== EXERCISE ==
Gather all lines in the entries below that include the word "data".

RECORDED INFORMATION START

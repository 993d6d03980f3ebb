#![forbid(unsafe_code)]
//! Scan scheduling policies.
//!
//! A [`ScanMode`] decides which subvolume's crawler is popped next.
//! Each policy keeps a private ordered view over the crawler map and
//! rebuilds it from scratch on every transid tick; the rebuilt view is
//! published by pointer swap so an in-flight [`scan`](ScanMode::scan)
//! finishes on the view it captured. Crawlers whose look-ahead is empty
//! are omitted from the view.
//!
//! `scan` pops at most one range (through [`CrawlSink::crawl_batch`])
//! and returns false only once every crawler in the view has been
//! tried; the caller treats false as "idle until the next transid".
//! A duplicate key in an ordered view is a programmer invariant:
//! the operation fails loudly with [`SweepError::Invariant`] and is
//! aborted, the process keeps running.

use arc_swap::ArcSwapOption;
use parking_lot::Mutex;
use std::collections::{BTreeMap, VecDeque};
use std::fmt;
use std::str::FromStr;
use std::sync::Arc;
use sweep_crawl::{Crawler, CrawlerMap};
use sweep_error::{Result, SweepError};
use tracing::info;

/// The roots-level pop-and-dispatch hook a policy drives.
pub trait CrawlSink: Send + Sync {
    /// Pop one range from `crawler` and schedule its worker. False
    /// means the crawler could not produce.
    fn crawl_batch(&self, crawler: &Arc<Crawler>) -> bool;
}

/// One scan scheduling policy.
pub trait ScanMode: Send + Sync {
    /// Pop at most one range from one crawler. `Ok(true)` if a pop
    /// happened; an error aborts this scan pass.
    fn scan(&self, sink: &dyn CrawlSink) -> Result<bool>;

    /// Rebuild the ordered view over `map`, omitting crawlers without a
    /// look-ahead, and publish it atomically. An error leaves the
    /// previous view in place.
    fn next_transid(&self, map: &CrawlerMap) -> Result<()>;

    fn name(&self) -> &'static str;
}

// ── Policy selection ────────────────────────────────────────────────────────

/// Selector for the four scheduling policies.
#[derive(Debug, Clone, Copy, PartialEq, Eq, Default, serde::Serialize, serde::Deserialize)]
#[serde(rename_all = "lowercase")]
pub enum ScanModeKind {
    Lockstep,
    #[default]
    Independent,
    Sequential,
    Recent,
}

impl ScanModeKind {
    /// Construct the policy this selector names.
    #[must_use]
    pub fn build(self) -> Arc<dyn ScanMode> {
        match self {
            Self::Lockstep => Arc::new(LockstepMode::default()),
            Self::Independent => Arc::new(IndependentMode::default()),
            Self::Sequential => Arc::new(SequentialMode::default()),
            Self::Recent => Arc::new(RecentMode::default()),
        }
    }
}

impl fmt::Display for ScanModeKind {
    fn fmt(&self, f: &mut fmt::Formatter<'_>) -> fmt::Result {
        f.write_str(match self {
            Self::Lockstep => "LOCKSTEP",
            Self::Independent => "INDEPENDENT",
            Self::Sequential => "SEQUENTIAL",
            Self::Recent => "RECENT",
        })
    }
}

impl FromStr for ScanModeKind {
    type Err = String;

    fn from_str(s: &str) -> std::result::Result<Self, Self::Err> {
        match s.to_ascii_lowercase().as_str() {
            "lockstep" => Ok(Self::Lockstep),
            "independent" => Ok(Self::Independent),
            "sequential" => Ok(Self::Sequential),
            "recent" => Ok(Self::Recent),
            other => Err(format!("unknown scan mode '{other}'")),
        }
    }
}

// ── LOCKSTEP ────────────────────────────────────────────────────────────────

/// Sort key: `(ino, offset, root)` of the current look-ahead.
type LockstepKey = (u64, u64, u64);

/// Visit the same `(ino, offset)` across all subvolumes in near
/// lockstep. Best hash-index hit rate on snapshot-heavy filesystems
/// with stable data.
#[derive(Default)]
pub struct LockstepMode {
    view: ArcSwapOption<Mutex<BTreeMap<LockstepKey, Arc<Crawler>>>>,
}

fn lockstep_key(crawler: &Arc<Crawler>) -> Option<LockstepKey> {
    crawler
        .peek_front()
        .map(|range| (range.fid.ino.0, range.begin, range.fid.root.0))
}

impl ScanMode for LockstepMode {
    fn scan(&self, sink: &dyn CrawlSink) -> Result<bool> {
        let Some(view) = self.view.load_full() else {
            info!(target: "sweep::sched", "lockstep scan without a sorted view");
            return Ok(false);
        };
        let mut sorted = view.lock();
        while let Some((_, crawler)) = sorted.pop_first() {
            if sink.crawl_batch(&crawler) {
                if let Some(key) = lockstep_key(&crawler) {
                    if sorted.insert(key, crawler).is_some() {
                        return Err(SweepError::Invariant(format!(
                            "duplicate lockstep key {key:?}"
                        )));
                    }
                }
                return Ok(true);
            }
        }
        Ok(false)
    }

    fn next_transid(&self, map: &CrawlerMap) -> Result<()> {
        let mut sorted = BTreeMap::new();
        for crawler in map.values() {
            if let Some(key) = lockstep_key(crawler) {
                if sorted.insert(key, Arc::clone(crawler)).is_some() {
                    return Err(SweepError::Invariant(format!(
                        "duplicate lockstep key {key:?} in rebuild"
                    )));
                }
            }
        }
        self.view.store(Some(Arc::new(Mutex::new(sorted))));
        Ok(())
    }

    fn name(&self) -> &'static str {
        "LOCKSTEP"
    }
}

// ── INDEPENDENT ─────────────────────────────────────────────────────────────

/// Round-robin over subvolumes with no cross-subvolume ordering.
/// Trades hit rate for contention-free forward progress.
#[derive(Default)]
pub struct IndependentMode {
    view: ArcSwapOption<Mutex<VecDeque<Arc<Crawler>>>>,
}

impl ScanMode for IndependentMode {
    fn scan(&self, sink: &dyn CrawlSink) -> Result<bool> {
        let Some(view) = self.view.load_full() else {
            info!(target: "sweep::sched", "independent scan without a subvol list");
            return Ok(false);
        };
        let mut subvols = view.lock();
        while let Some(crawler) = subvols.pop_front() {
            if sink.crawl_batch(&crawler) {
                subvols.push_back(crawler);
                return Ok(true);
            }
        }
        Ok(false)
    }

    fn next_transid(&self, map: &CrawlerMap) -> Result<()> {
        let subvols: VecDeque<_> = map
            .values()
            .filter(|crawler| crawler.peek_front().is_some())
            .map(Arc::clone)
            .collect();
        self.view.store(Some(Arc::new(Mutex::new(subvols))));
        Ok(())
    }

    fn name(&self) -> &'static str {
        "INDEPENDENT"
    }
}

// ── SEQUENTIAL ──────────────────────────────────────────────────────────────

/// Complete one subvolume, in numerical order, before the next. Lowest
/// hit rate; retained for completeness.
#[derive(Default)]
pub struct SequentialMode {
    view: ArcSwapOption<Mutex<BTreeMap<u64, Arc<Crawler>>>>,
}

impl ScanMode for SequentialMode {
    fn scan(&self, sink: &dyn CrawlSink) -> Result<bool> {
        let Some(view) = self.view.load_full() else {
            info!(target: "sweep::sched", "sequential scan without a sorted view");
            return Ok(false);
        };
        let mut sorted = view.lock();
        loop {
            let Some((&root, crawler)) = sorted.iter().next() else {
                return Ok(false);
            };
            let crawler = Arc::clone(crawler);
            if sink.crawl_batch(&crawler) {
                // Stays at the front until it runs dry.
                return Ok(true);
            }
            sorted.remove(&root);
        }
    }

    fn next_transid(&self, map: &CrawlerMap) -> Result<()> {
        let mut sorted = BTreeMap::new();
        for crawler in map.values() {
            if crawler.peek_front().is_some()
                && sorted.insert(crawler.root().0, Arc::clone(crawler)).is_some()
            {
                return Err(SweepError::Invariant(format!(
                    "duplicate sequential key {}",
                    crawler.root()
                )));
            }
        }
        self.view.store(Some(Arc::new(Mutex::new(sorted))));
        Ok(())
    }

    fn name(&self) -> &'static str {
        "SEQUENTIAL"
    }
}

// ── RECENT ──────────────────────────────────────────────────────────────────

/// Bucket key ordered by *descending* `min_transid`: recently completed
/// subvolumes come first, so new data is deduped before it accumulates
/// behind large first scans.
#[derive(Debug, Clone, Copy, PartialEq, Eq)]
struct RecentKey {
    min_transid: u64,
    max_transid: u64,
}

impl Ord for RecentKey {
    fn cmp(&self, other: &Self) -> std::cmp::Ordering {
        (other.min_transid, other.max_transid).cmp(&(self.min_transid, self.max_transid))
    }
}

impl PartialOrd for RecentKey {
    fn partial_cmp(&self, other: &Self) -> Option<std::cmp::Ordering> {
        Some(self.cmp(other))
    }
}

/// Prefer subvolumes with the highest window floor; ties share a FIFO
/// bucket.
#[derive(Default)]
pub struct RecentMode {
    view: ArcSwapOption<Mutex<BTreeMap<RecentKey, VecDeque<Arc<Crawler>>>>>,
}

impl ScanMode for RecentMode {
    fn scan(&self, sink: &dyn CrawlSink) -> Result<bool> {
        let Some(view) = self.view.load_full() else {
            info!(target: "sweep::sched", "recent scan without a sorted view");
            return Ok(false);
        };
        let mut sorted = view.lock();
        loop {
            let Some(mut entry) = sorted.first_entry() else {
                return Ok(false);
            };
            let key = *entry.key();
            let Some(crawler) = entry.get_mut().pop_front() else {
                entry.remove();
                continue;
            };
            if sink.crawl_batch(&crawler) {
                sorted.entry(key).or_default().push_back(crawler);
                return Ok(true);
            }
        }
    }

    fn next_transid(&self, map: &CrawlerMap) -> Result<()> {
        let mut sorted: BTreeMap<RecentKey, VecDeque<Arc<Crawler>>> = BTreeMap::new();
        for crawler in map.values() {
            if crawler.peek_front().is_some() {
                let state = crawler.state_end();
                // max_transid is pinned to zero: keying on the real
                // max_transid would drift this toward sequential order.
                let key = RecentKey {
                    min_transid: state.min_transid,
                    max_transid: 0,
                };
                sorted.entry(key).or_default().push_back(Arc::clone(crawler));
            }
        }
        self.view.store(Some(Arc::new(Mutex::new(sorted))));
        Ok(())
    }

    fn name(&self) -> &'static str {
        "RECENT"
    }
}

RECORDED INFORMATION END

== SOLUTION ==
/// with stable data.
/// subvolumes come first, so new data is deduped before it accumulates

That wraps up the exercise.